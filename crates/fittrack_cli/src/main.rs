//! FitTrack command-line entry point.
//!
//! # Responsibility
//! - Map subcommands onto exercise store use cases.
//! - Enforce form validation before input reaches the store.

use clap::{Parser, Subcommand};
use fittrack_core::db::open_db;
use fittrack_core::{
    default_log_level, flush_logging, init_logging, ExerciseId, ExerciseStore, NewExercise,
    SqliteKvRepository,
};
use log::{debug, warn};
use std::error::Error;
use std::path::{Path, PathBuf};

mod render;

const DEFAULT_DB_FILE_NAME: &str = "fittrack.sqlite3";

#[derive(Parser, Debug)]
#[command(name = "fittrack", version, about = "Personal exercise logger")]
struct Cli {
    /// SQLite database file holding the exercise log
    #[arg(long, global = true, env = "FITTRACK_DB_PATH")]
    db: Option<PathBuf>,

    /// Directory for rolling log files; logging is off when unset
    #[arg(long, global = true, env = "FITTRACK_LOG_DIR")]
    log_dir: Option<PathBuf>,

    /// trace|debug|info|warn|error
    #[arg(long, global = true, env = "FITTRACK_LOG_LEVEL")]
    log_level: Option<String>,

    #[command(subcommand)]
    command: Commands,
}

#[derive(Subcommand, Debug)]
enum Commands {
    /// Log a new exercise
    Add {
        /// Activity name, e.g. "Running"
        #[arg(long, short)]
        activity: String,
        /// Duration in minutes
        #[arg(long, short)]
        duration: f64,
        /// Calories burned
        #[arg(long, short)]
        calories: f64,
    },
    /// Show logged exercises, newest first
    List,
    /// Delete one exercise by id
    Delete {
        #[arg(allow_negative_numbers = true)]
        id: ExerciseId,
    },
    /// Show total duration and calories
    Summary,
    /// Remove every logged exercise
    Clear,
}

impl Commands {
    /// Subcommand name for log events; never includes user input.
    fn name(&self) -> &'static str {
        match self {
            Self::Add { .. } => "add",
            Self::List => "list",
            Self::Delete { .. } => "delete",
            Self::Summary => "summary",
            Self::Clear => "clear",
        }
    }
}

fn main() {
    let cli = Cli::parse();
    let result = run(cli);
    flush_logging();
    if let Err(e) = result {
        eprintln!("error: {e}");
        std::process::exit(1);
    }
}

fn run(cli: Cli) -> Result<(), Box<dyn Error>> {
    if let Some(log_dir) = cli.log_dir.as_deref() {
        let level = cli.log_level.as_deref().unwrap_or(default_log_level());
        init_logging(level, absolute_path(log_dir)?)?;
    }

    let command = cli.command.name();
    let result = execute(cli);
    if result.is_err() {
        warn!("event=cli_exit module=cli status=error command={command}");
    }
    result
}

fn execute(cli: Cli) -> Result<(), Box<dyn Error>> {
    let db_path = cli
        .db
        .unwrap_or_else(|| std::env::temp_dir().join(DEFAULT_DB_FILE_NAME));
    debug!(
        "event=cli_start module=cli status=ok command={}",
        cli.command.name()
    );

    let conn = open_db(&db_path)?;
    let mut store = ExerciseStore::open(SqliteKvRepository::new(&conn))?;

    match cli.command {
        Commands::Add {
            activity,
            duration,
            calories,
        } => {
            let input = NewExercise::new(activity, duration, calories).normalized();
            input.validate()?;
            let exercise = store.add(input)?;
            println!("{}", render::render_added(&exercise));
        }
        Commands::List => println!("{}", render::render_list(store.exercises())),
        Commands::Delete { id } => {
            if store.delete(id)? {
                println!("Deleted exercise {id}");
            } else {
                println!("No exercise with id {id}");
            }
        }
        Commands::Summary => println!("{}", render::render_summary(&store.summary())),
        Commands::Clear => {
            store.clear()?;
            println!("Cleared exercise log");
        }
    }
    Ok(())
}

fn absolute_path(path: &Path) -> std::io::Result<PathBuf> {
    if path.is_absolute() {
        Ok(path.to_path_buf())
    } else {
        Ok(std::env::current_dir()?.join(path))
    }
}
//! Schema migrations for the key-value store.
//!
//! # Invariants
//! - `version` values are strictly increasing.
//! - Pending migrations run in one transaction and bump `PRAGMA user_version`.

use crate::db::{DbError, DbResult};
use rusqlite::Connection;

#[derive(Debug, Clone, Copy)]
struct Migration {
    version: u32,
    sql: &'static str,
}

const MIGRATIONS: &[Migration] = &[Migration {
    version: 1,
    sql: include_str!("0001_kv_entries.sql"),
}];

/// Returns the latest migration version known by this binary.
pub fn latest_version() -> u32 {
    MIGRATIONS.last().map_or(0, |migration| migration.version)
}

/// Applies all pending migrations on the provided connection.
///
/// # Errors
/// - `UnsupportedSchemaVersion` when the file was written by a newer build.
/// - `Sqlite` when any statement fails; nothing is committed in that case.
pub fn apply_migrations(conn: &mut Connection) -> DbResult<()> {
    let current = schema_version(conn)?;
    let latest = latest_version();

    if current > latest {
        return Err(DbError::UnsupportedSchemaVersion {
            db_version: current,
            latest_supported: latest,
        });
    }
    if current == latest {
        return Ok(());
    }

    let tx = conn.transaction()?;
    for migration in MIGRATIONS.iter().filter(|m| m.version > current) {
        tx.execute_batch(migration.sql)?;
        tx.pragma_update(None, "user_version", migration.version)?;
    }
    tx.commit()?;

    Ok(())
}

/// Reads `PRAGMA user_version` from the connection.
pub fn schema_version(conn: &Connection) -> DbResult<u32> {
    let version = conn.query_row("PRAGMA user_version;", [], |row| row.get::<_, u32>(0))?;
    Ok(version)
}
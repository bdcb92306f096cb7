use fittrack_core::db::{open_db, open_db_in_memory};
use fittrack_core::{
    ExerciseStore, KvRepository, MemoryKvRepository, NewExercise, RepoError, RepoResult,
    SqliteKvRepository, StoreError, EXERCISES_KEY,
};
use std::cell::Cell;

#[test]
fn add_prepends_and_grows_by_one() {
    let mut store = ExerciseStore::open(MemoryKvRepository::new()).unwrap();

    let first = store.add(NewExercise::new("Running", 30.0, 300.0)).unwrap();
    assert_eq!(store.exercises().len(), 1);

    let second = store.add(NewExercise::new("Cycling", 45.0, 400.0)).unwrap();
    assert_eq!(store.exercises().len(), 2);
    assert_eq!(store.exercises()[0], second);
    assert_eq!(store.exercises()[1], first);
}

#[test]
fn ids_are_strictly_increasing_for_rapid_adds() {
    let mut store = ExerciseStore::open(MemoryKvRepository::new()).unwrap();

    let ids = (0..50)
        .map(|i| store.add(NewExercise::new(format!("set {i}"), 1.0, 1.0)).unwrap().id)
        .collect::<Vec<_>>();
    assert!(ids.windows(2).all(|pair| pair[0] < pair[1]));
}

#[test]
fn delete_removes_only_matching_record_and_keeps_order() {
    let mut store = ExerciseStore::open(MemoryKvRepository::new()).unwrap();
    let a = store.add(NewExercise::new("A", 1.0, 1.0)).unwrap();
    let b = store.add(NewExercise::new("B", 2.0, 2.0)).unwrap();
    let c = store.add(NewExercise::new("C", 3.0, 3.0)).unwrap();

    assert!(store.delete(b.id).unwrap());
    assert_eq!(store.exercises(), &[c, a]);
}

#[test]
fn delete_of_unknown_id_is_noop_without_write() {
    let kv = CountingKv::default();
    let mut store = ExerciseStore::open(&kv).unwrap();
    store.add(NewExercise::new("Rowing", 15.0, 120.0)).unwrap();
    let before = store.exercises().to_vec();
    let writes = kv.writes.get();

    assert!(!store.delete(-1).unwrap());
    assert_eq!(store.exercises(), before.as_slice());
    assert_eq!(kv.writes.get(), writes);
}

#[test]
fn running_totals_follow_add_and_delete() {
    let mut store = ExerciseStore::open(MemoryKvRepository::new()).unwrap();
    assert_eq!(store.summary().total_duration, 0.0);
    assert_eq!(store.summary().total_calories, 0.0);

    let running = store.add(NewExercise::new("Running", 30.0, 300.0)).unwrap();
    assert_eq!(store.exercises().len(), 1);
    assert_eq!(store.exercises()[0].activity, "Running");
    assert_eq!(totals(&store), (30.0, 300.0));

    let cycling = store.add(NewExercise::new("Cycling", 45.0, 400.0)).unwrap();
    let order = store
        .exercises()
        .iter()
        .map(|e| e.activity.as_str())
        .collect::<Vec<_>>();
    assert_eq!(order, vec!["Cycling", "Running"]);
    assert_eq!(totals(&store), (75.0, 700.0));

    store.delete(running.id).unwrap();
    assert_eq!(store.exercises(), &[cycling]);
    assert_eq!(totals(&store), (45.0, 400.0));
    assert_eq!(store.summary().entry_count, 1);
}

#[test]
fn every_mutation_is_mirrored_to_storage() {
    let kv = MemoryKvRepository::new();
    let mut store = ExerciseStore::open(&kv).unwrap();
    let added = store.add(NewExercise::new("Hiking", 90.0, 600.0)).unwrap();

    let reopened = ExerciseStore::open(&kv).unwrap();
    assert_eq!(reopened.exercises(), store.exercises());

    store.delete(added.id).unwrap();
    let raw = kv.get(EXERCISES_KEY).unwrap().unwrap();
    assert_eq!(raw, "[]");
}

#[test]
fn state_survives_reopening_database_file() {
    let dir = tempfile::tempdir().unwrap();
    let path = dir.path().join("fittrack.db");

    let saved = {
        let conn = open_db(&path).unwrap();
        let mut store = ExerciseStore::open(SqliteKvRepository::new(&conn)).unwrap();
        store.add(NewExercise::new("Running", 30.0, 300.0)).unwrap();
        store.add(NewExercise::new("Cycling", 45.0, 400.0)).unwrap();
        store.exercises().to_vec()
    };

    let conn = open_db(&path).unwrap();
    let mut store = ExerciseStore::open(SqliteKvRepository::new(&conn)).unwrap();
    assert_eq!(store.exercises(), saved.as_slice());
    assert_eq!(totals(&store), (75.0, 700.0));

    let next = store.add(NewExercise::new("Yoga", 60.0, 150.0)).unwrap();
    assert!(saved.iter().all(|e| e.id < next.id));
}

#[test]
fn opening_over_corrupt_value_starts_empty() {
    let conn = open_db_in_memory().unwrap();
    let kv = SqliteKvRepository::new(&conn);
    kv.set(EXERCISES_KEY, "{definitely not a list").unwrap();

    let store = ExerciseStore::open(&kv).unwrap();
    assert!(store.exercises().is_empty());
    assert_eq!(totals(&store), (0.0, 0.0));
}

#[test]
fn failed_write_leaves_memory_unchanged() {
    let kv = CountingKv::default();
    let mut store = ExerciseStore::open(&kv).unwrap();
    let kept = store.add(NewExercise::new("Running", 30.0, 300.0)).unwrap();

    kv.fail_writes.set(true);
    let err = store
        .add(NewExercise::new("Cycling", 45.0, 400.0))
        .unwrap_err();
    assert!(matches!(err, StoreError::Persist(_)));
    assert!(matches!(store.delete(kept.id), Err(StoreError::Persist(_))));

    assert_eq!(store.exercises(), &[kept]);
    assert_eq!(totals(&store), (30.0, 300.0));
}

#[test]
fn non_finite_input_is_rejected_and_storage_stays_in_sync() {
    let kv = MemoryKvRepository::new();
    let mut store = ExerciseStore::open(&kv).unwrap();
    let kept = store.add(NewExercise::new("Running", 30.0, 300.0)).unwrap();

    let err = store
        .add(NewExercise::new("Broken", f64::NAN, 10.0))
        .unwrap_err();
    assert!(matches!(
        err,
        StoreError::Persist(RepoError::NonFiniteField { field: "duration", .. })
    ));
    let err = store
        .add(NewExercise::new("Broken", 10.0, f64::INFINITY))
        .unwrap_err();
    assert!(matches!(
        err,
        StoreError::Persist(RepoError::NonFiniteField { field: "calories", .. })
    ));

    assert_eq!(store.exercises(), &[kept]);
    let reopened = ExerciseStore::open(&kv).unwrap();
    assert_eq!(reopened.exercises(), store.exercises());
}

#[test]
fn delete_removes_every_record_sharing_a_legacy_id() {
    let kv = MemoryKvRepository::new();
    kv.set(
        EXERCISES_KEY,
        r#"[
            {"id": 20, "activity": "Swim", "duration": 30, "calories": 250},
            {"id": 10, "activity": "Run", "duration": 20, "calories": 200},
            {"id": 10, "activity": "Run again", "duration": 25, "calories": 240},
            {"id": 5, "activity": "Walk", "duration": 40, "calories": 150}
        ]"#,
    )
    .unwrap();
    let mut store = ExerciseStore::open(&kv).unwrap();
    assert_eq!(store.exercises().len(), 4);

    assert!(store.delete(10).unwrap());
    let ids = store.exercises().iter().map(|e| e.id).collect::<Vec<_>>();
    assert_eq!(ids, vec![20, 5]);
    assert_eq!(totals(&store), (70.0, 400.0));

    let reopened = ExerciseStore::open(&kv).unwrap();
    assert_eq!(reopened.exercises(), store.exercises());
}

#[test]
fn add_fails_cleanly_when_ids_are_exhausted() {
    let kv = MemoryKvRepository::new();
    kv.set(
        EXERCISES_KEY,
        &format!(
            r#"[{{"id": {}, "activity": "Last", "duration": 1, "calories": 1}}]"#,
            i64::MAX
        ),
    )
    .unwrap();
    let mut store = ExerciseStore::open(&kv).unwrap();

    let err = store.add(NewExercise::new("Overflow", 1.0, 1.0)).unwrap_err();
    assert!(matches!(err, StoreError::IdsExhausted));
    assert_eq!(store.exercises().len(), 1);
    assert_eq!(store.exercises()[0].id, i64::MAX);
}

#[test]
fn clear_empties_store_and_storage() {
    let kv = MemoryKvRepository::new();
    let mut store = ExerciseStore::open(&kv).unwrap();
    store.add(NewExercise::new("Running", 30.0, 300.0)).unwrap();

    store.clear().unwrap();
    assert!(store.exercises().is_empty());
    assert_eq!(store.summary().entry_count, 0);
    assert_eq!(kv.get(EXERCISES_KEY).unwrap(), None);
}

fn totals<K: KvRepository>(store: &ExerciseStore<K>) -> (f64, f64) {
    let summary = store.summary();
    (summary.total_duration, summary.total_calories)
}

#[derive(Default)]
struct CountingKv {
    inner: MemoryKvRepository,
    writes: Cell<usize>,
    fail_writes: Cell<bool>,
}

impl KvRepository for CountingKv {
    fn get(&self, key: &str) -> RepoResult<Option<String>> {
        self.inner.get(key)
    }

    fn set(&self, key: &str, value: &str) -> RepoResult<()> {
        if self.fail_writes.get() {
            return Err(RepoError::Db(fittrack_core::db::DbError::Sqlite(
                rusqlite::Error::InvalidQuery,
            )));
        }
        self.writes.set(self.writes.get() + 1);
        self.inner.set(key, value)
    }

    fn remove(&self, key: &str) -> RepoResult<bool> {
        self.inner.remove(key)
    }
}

········

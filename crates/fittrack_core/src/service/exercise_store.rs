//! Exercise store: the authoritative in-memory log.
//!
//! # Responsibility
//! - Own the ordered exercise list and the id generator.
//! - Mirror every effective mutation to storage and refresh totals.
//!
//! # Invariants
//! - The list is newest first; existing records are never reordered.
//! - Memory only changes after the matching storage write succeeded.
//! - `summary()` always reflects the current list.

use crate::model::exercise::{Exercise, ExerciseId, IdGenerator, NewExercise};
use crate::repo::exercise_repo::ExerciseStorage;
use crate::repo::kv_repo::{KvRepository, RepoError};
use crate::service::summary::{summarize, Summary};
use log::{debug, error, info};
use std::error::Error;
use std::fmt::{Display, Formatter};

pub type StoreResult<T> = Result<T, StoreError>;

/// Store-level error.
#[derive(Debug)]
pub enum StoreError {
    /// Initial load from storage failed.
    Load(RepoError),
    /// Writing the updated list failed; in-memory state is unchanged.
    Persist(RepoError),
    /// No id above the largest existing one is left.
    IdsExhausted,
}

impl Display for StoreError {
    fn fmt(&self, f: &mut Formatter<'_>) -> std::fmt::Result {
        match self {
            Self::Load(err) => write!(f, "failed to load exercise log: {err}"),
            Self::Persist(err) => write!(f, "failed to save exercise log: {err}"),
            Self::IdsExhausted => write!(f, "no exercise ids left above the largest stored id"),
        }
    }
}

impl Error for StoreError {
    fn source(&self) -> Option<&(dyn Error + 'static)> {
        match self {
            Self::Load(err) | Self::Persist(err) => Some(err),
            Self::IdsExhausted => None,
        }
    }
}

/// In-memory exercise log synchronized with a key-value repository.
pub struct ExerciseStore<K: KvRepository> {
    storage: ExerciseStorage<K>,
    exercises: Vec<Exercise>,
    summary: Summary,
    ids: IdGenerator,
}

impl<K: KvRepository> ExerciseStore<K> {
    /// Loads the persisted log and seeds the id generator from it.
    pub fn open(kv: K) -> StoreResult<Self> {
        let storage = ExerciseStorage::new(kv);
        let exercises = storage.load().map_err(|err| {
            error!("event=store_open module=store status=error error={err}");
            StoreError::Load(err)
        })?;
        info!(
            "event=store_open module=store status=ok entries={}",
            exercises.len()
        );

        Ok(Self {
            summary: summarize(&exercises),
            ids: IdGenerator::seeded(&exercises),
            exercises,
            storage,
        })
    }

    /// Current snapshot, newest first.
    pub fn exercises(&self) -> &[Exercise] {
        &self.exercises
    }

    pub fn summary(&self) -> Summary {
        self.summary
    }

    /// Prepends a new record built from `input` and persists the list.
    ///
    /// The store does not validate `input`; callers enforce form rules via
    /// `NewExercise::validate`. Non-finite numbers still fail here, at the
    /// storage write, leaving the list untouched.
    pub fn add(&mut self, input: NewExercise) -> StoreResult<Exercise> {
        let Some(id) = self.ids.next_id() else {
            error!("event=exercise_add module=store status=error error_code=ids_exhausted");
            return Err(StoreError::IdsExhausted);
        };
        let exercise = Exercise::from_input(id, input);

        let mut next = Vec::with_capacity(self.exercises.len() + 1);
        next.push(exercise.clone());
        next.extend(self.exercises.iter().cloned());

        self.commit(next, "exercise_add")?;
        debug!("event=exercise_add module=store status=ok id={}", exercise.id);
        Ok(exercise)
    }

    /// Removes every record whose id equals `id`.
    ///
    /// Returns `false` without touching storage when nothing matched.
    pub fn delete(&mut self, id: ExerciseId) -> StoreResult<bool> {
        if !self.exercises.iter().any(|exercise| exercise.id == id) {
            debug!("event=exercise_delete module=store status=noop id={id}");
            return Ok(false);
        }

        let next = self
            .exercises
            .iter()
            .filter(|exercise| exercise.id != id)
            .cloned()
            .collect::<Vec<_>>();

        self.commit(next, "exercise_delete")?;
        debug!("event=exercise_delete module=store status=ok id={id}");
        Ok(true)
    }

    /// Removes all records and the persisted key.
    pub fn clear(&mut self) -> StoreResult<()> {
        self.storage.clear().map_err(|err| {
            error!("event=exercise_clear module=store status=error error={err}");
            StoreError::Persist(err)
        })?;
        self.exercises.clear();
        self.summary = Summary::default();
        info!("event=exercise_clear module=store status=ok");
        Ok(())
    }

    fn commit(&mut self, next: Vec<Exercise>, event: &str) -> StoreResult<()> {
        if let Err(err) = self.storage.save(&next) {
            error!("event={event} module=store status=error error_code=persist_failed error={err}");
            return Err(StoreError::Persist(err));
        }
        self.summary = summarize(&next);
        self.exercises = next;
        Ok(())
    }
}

········

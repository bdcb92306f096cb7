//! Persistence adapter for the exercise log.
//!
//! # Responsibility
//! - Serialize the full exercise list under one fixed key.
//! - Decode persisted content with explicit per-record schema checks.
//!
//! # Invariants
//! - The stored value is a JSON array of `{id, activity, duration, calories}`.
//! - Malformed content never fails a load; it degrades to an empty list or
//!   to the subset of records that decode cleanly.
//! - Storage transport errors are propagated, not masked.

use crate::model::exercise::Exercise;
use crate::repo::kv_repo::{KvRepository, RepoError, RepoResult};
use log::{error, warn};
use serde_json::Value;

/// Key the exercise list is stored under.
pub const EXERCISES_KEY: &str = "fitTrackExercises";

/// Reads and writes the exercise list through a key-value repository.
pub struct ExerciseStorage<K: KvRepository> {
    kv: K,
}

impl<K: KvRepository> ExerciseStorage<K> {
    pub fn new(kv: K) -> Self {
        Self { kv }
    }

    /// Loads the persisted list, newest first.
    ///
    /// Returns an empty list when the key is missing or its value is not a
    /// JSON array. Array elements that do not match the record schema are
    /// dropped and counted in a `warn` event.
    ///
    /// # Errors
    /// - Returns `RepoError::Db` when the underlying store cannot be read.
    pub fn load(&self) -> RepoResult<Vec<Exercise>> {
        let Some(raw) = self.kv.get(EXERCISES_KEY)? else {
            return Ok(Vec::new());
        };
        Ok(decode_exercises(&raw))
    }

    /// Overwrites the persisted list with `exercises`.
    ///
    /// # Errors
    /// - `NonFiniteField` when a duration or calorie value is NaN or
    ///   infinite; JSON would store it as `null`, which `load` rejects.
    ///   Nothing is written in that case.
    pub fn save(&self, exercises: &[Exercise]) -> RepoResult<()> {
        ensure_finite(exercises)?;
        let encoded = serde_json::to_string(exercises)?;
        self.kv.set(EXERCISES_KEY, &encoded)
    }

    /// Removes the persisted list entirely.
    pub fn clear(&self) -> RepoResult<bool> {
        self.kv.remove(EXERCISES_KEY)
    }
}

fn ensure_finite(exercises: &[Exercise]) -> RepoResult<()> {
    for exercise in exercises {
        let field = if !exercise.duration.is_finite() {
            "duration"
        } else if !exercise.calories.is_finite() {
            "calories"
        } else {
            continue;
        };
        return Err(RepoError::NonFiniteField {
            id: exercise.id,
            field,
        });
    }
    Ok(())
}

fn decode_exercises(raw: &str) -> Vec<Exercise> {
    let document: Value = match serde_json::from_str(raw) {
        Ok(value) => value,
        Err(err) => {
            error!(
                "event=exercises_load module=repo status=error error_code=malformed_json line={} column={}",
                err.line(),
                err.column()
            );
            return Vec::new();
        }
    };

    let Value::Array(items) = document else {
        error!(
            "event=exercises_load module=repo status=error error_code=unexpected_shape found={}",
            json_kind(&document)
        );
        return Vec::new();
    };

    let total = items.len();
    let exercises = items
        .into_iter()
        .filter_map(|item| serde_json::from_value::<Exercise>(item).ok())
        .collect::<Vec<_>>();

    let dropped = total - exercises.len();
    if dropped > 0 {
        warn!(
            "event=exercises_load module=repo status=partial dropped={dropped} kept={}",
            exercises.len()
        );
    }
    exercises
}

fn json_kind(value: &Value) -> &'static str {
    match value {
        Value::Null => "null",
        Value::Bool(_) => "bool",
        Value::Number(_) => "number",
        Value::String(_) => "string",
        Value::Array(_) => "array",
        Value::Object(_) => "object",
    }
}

········

- [Work order]:
Copy every line that contains "written" from the listing above.

- [Task answer]:
/// - `UnsupportedSchemaVersion` when the file was written by a newer build.
    ///   Nothing is written in that case.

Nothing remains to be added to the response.